Le fiamme sono infatti divampate nuovamente, inghiottendo per tutto il pomeriggio ettari di terreno. Sette ore di inferno. Il frumento non ancora raccolto è andato completamente distrutto, con danni per braccianti e una decina di aziende locali. Solo intorno alle 18, grazie al massiccio intervento dei Canadair – giunti sul posto dopo alcune ore perché già impegnati a contrastare altri roghi in una Sicilia sempre più vulnerabile – è stato possibile circoscrivere e spegnere definitivamente ogni focolaio.

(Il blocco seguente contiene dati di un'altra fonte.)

//! Tests for prediction intervals validated against R's predict() function.

mod common;

use common::{generate_poisson_data, generate_two_group_data};
use faer::Mat;
use goalglm::prelude::*;

/// Helper to assert approximate equality with a tolerance.
fn assert_approx(actual: f64, expected: f64, tol: f64, name: &str) {
    assert!(
        (actual - expected).abs() < tol,
        "{}: expected {}, got {}, diff = {}",
        name,
        expected,
        actual,
        (actual - expected).abs()
    );
}

/// R code:
/// ```r
/// x <- c(0, 0, 0, 0, 0, 1, 1, 1, 1, 1)
/// y <- c(1, 2, 3, 0, 4, 3, 5, 4, 6, 7)
/// fit <- glm(y ~ x, family = poisson)
/// p <- predict(fit, newdata = data.frame(x = c(0, 1, 2)), type = "link", se.fit = TRUE)
/// exp(p$fit + outer(p$se.fit, c(-1, 1) * qnorm(0.975)))
/// ```
/// Output:
///   x  fit   se.fit(link)  lwr        upr
///   0  2     0.3162278     1.076109   3.717094
///   1  5     0.2000000     3.378545   7.399635
///   2  12.5  0.5099020     4.601301   33.957784
#[test]
fn test_poisson_response_interval_vs_r() {
    let (x, y) = generate_two_group_data();
    let fitted = PoissonRegressor::builder().build().fit(&x, &y).unwrap();

    let x_new = Mat::from_fn(3, 1, |i, _| i as f64);
    let link = fitted.predict_with_interval(&x_new, PredictionType::Link, 0.95);
    let response = fitted.predict_with_interval(&x_new, PredictionType::Response, 0.95);

    let expected = [
        (2.0, 0.3162278, 1.076109, 3.717094),
        (5.0, 0.2000000, 3.378545, 7.399635),
        (12.5, 0.5099020, 4.601301, 33.957784),
    ];
    for (i, &(fit, se_link, lwr, upr)) in expected.iter().enumerate() {
        assert_approx(response.fit[i], fit, 1e-5, "fit");
        assert_approx(link.se[i], se_link, 1e-5, "se.fit");
        assert_approx(response.lower[i], lwr, 1e-4, "lwr");
        assert_approx(response.upper[i], upr, 1e-4, "upr");
        // Delta method: se(μ̂) = μ̂ · se(η̂)
        assert_approx(response.se[i], fit * se_link, 1e-4, "se.fit(response)");
    }
}

#[test]
fn test_interval_widens_with_level() {
    let (x, y) = generate_poisson_data(200, 0.5, 0.3, 9);
    let fitted = PoissonRegressor::builder().build().fit(&x, &y).unwrap();
    let x_new = Mat::from_fn(4, 1, |i, _| i as f64 - 1.5);

    let narrow = fitted.predict_with_interval(&x_new, PredictionType::Response, 0.80);
    let wide = fitted.predict_with_interval(&x_new, PredictionType::Response, 0.99);

    assert_eq!(narrow.len(), 4);
    for i in 0..4 {
        assert!(wide.lower[i] < narrow.lower[i]);
        assert!(wide.upper[i] > narrow.upper[i]);
        assert_approx(wide.fit[i], narrow.fit[i], 1e-12, "fit");
    }
}

#[test]
fn test_interval_is_narrowest_near_data_centre() {
    let (x, y) = generate_poisson_data(400, 0.5, 0.3, 10);
    let fitted = PoissonRegressor::builder().build().fit(&x, &y).unwrap();
    let x_new = Mat::from_fn(3, 1, |i, _| [0.0, 4.0, -4.0][i]);

    let link = fitted.predict_with_interval(&x_new, PredictionType::Link, 0.95);
    assert!(link.se[0] < link.se[1]);
    assert!(link.se[0] < link.se[2]);
}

I sindaci del territorio, tuttavia, non intendono assistere inermi e sono pronti a far sentire la propria voce presso le autorità competenti. La fitta vegetazione incolta ai margini delle strade e l’azione criminale di piromani senza scrupoli continuano a minacciare seriamente l’economia agricola locale.
Eppure, il piano d’azione teoricamente esiste: ogni anno, il 15 maggio, la Prefettura dichiara l’avvio della campagna di prevenzione incendi, attiva fino al 15 ottobre, che impegna Anas, Libero Consorzio e Ferrovie dello Stato a privati eseguire i necessari interventi di pulizia dalle erbacce infestanti, vero innesco degli incendi.
«In sostanza però – dice Noto – non viene eseguito alcun intervento e questo disastro ne è la prova. Stamattina stessa scriverò al Prefetto: il mio non sarà un semplice appello, poiché è evidente che questo sistema di gestione non è più sostenibile».
Sulle cause dell’incendio sono in corso accertamenti. Non si esclude la natura dolosa, l’azione sconsiderata di uno o più piromani.
A gravare su un quadro già critico si aggiungono i disagi legati ai grandi cantieri per la realizzazione della nuova rete ferroviaria, che hanno comportato l’esproprio di diversi ettari di terreno. Molte di queste aree si trovano a ridosso delle strade, diventando punti critici per l’innesco di incendi. Se da un lato i vecchi proprietari non si occupano più della manutenzione delle aree espropriate, dall’altro l’obbligo di rimozione delle erbacce spetterebbe a Ferrovie dello Stato o alle ditte appaltatrici. Una manutenzione che, secondo le testimonianze di sindaci e privati, purtroppo manca. Il territorio si trova così a fare i conti con l’ennesimo disastro, un colpo durissimo che le piccole aziende agricole locali faticheranno a superare senza interventi straordinari.